The Tx power backoff used for the cell assignment can be specified in dB and is defined with respect to the maximum available transmit power of the corresponding carrier. The percentage of the total transmit power used for the pilot channel and the data channels respectively depend on the chosen power backoff and are shown in the dialog as well.

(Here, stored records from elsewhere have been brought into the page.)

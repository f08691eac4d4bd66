/*
 * Copyright (c) Meta Platforms, Inc. and affiliates.
 * All rights reserved.
 *
 * This source code is licensed under the BSD-style license found in the
 * LICENSE file in the root directory of this source tree.
 */

use thiserror::Error;

/// Structural problems with a view's geometry. These are programming
/// errors on the caller's side: nothing here is recovered from or
/// compensated for.
#[derive(Error, Debug, Clone, PartialEq, Eq)]
pub enum InvalidView {
    #[error("rank mismatch: shape has {shape} dims, strides has {strides}")]
    RankMismatch { shape: usize, strides: usize },

    #[error("negative extent {extent} in dimension {dim}")]
    NegativeExtent { dim: usize, extent: i64 },

    #[error("item size must be positive, got {item_size}")]
    NonPositiveItemSize { item_size: i64 },

    #[error("dimension {dim} out of range for a view of rank {ndim}")]
    DimOutOfRange { dim: usize, ndim: usize },

    #[error("slice step must be positive")]
    ZeroStep,

    #[error("element count mismatch: expected {expected}, got {got}")]
    ElementCountMismatch { expected: usize, got: usize },

    #[error("view is not contiguous in row-major order")]
    NotContiguous,

    #[error("arithmetic overflow while deriving view geometry")]
    Overflow,
}

/// Errors surfaced by address enumeration and overlap detection.
#[derive(Error, Debug, Clone, PartialEq, Eq)]
pub enum OverlapError {
    #[error("invalid view: {0}")]
    InvalidView(#[from] InvalidView),

    #[error("invalid dims: expected {expected}, got {got}")]
    InvalidDims { expected: usize, got: usize },

    #[error("index {index} out of range {size} in dimension {dim}")]
    IndexOutOfRange {
        dim: usize,
        index: usize,
        size: usize,
    },

    /// An element address falls outside `0..=u64::MAX`. Wrapping
    /// would silently change the verdict, so we refuse instead.
    #[error("address overflow: base {base:#x} offset by {offset}")]
    AddressOverflow { base: u64, offset: i128 },
}
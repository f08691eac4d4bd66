/*
 * Copyright (c) Meta Platforms, Inc. and affiliates.
 * All rights reserved.
 *
 * This source code is licensed under the BSD-style license found in the
 * LICENSE file in the root directory of this source tree.
 */

use std::fmt;

use serde::Deserialize;
use serde::Serialize;

use crate::error::InvalidView;

/// A `start:stop:step` selection along one dimension, with the same
/// clamping rules as a positive-step Python slice. `None` as the stop
/// means "to the end of the dimension".
#[derive(Clone, Copy, Debug, PartialEq, Eq, Hash, Serialize, Deserialize)]
pub struct Range(pub usize, pub Option<usize>, pub usize);

impl Range {
    /// Every index of the dimension.
    pub fn all() -> Self {
        Range(0, None, 1)
    }

    /// `self` with its step replaced.
    pub fn step_by(self, step: usize) -> Self {
        Range(self.0, self.1, step)
    }

    /// Resolves the range against a dimension of `size` elements,
    /// returning `(begin, len, step)`.
    pub fn resolve(&self, size: usize) -> Result<(usize, usize, usize), InvalidView> {
        let Range(start, stop, step) = *self;
        if step == 0 {
            return Err(InvalidView::ZeroStep);
        }
        let stop = stop.map_or(size, |stop| stop.min(size));
        let begin = start.min(size);
        let len = if stop > begin {
            (stop - begin).div_ceil(step)
        } else {
            0
        };
        Ok((begin, len, step))
    }
}

impl From<usize> for Range {
    fn from(index: usize) -> Self {
        Range(index, Some(index + 1), 1)
    }
}

impl From<std::ops::Range<usize>> for Range {
    fn from(r: std::ops::Range<usize>) -> Self {
        Range(r.start, Some(r.end), 1)
    }
}

impl From<std::ops::RangeFrom<usize>> for Range {
    fn from(r: std::ops::RangeFrom<usize>) -> Self {
        Range(r.start, None, 1)
    }
}

impl From<std::ops::RangeFull> for Range {
    fn from(_: std::ops::RangeFull) -> Self {
        Range::all()
    }
}

impl fmt::Display for Range {
    fn fmt(&self, f: &mut fmt::Formatter<'_>) -> fmt::Result {
        match self.1 {
            Some(stop) => write!(f, "{}:{}:{}", self.0, stop, self.2),
            None => write!(f, "{}::{}", self.0, self.2),
        }
    }
}
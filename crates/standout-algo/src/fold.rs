//! Scalar folds: numeric sums and string assembly.

/// A value that can absorb another with `+`.
///
/// Implemented for the numeric primitives (adding their own type) and for
/// `String`, which appends `String`, `&str` or `char` parts.
pub trait Accumulate<Rhs = Self> {
    /// Returns `self` with `rhs` added on the right.
    fn accumulate(self, rhs: &Rhs) -> Self;
}

macro_rules! impl_numeric_accumulate {
    ($($ty:ty),* $(,)?) => {
        $(
            impl Accumulate for $ty {
                fn accumulate(self, rhs: &$ty) -> $ty {
                    self + *rhs
                }
            }
        )*
    };
}

impl_numeric_accumulate!(
    i8, i16, i32, i64, i128, isize, u8, u16, u32, u64, u128, usize, f32, f64,
);

impl Accumulate for String {
    fn accumulate(mut self, rhs: &String) -> String {
        self.push_str(rhs);
        self
    }
}

impl<'a> Accumulate<&'a str> for String {
    fn accumulate(mut self, rhs: &&'a str) -> String {
        self.push_str(rhs);
        self
    }
}

impl Accumulate<char> for String {
    fn accumulate(mut self, rhs: &char) -> String {
        self.push(*rhs);
        self
    }
}

/// Left fold with `+`, starting from `init`.
///
/// Works for numbers of one type and for `String` accumulating `String`,
/// `&str` or `char` parts.
///
/// ```
/// use standout_algo::sum;
///
/// assert_eq!(sum(&[1, 2, 3, 4, 5], 0), 15);
/// assert_eq!(sum(&["56", "7", "89"], String::from("01234")), "0123456789");
///
/// let words = vec!["ab".to_string(), "cd".to_string()];
/// assert_eq!(sum(&words, String::new()), "abcd");
/// ```
pub fn sum<T, A>(seq: &[A], init: T) -> T
where
    T: Accumulate<A>,
{
    seq.iter().fold(init, |acc, x| acc.accumulate(x))
}

/// Concatenates every part, in order, with no separator.
///
/// See also the [`concatenate!`](crate::concatenate!) macro for a
/// variadic call site.
pub fn concatenate<I, S>(parts: I) -> String
where
    I: IntoIterator<Item = S>,
    S: AsRef<str>,
{
    parts.into_iter().fold(String::new(), |mut acc, part| {
        acc.push_str(part.as_ref());
        acc
    })
}

/// Concatenates the strings of a slice, in order, with no separator.
pub fn concatenate_slice<S>(parts: &[S]) -> String
where
    S: AsRef<str>,
{
    let capacity = parts.iter().map(|part| part.as_ref().len()).sum();
    let mut result = String::with_capacity(capacity);
    for part in parts {
        result.push_str(part.as_ref());
    }
    result
}

/// Concatenates any number of string-like arguments.
///
/// ```
/// use standout_algo::concatenate;
///
/// let name = String::from("world");
/// assert_eq!(concatenate!("hello", ", ", name, "!"), "hello, world!");
/// assert_eq!(concatenate!(), "");
/// ```
#[macro_export]
macro_rules! concatenate {
    () => {
        ::std::string::String::new()
    };
    ($($part:expr),+ $(,)?) => {
        $crate::concatenate([$(::std::convert::AsRef::<str>::as_ref(&$part)),+])
    };
}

Note: The Tx power backoff should exceed 0 dB for CDMA systems. For a power backoff of 0 dB, the total transmit power is used for the pilot channel, thus no power is left for the data channels.
Duplex Separation
Separation of uplink and downlink can be chosen to be either in frequency (frequency division duplex) or in time (time division duplex). Further settings related to the duplex separation can be specified by clicking on the Settings button.
MIMO Technology
MIMO technology can be either disabled or enabled using two or four parallel streams.
Channel Bandwidth
Available bandwidth of the channel. This value is used to calculate thermal noise impact.
Carrier Separation
Frequency separation of two adjacent carriers. This value is used for determination of adjacent or co-channel interference.

Output Options

  • General Results
    • Best Server (Cell Assignment)
    • Maximum Achievable Throughput
      • This result describes the overall throughput which is possible considering the defined network with various transmission modes and possibly multiple carriers. Additionally, the maximum achievable data rate is predicted as well.
    • EMC Analysis
  • Individual Results for each Modulation and Coding Scheme
    • Minimum Required Transmitter Power
    • Maximum achievable Received Signal Strength
    • Reception Probability (including Fast Fading
    • Maximum achievable Ec
      • In UMTS the RSCP stands for Received Signal Code Power – the energy per chip in CPICH. This means the RSCP corresponds to the “Received Ec” in ProMan (energy per chip).
    • Maximum achievable Eb
      • The “Received Eb” (energy per bit) is the sum of the Ec and the spreading gain.
    • Maximum achievable Ec/(N0+I0)
      • The Ec/(I0 + N0) describes the situation before despreading. Accordingly I0 includes the full interference power density of the own cell (independent of the defined orthogonality factor) as well as the interference power density of the neighboring cells and the noise power density. Ec is the energy per chip.
    • Maximum achievable Eb/N0
      • The Eb/N0 describes the situation after despreading, which extracts by correlation the desired signal out of the interference mix. Accordingly, the Eb (energy per bit) is the sum of the Ec and the spreading gain. The interference power density of the own cell is reduced by factor (1-alpha), with alpha being the defined orthogonality factor.
    • Maximum Number of Parallel Streams at Pixel
      • This result describes how many streams can be supported in parallel at the given location (with respect to the defined transmission mode and the overall number of available codes).
    • Throughput at Pixel in Transmission Mode
      • This result describes the maximum throughput at the given location evaluating the data rate of the defined transmission mode and the maximum number of parallel streams.
  • Results related to the cell assignment
    • Serving Carrier: Received Power (Cell Assignment)
    • Serving Carrier: Eb/N0 and Ec/Nt (Cell Assignment)
    • Pilot: Total received (signal + noise + interference)
    • Pilot: Interference level (noise + interference)
    • Handover Regions (Soft / Softer / Hard)
    • Number of Carriers Received
    • Number of TRX Received
    • Number of Sites Received
    • Neighbor Cell List
Note: Results for each modulation and coding scheme are predicted based on the usage of a single code considering the number of streams. Maximum data rate results consider only the number of parallel codes, whereas throughput results consider the number of parallels used codes as well as the number of streams.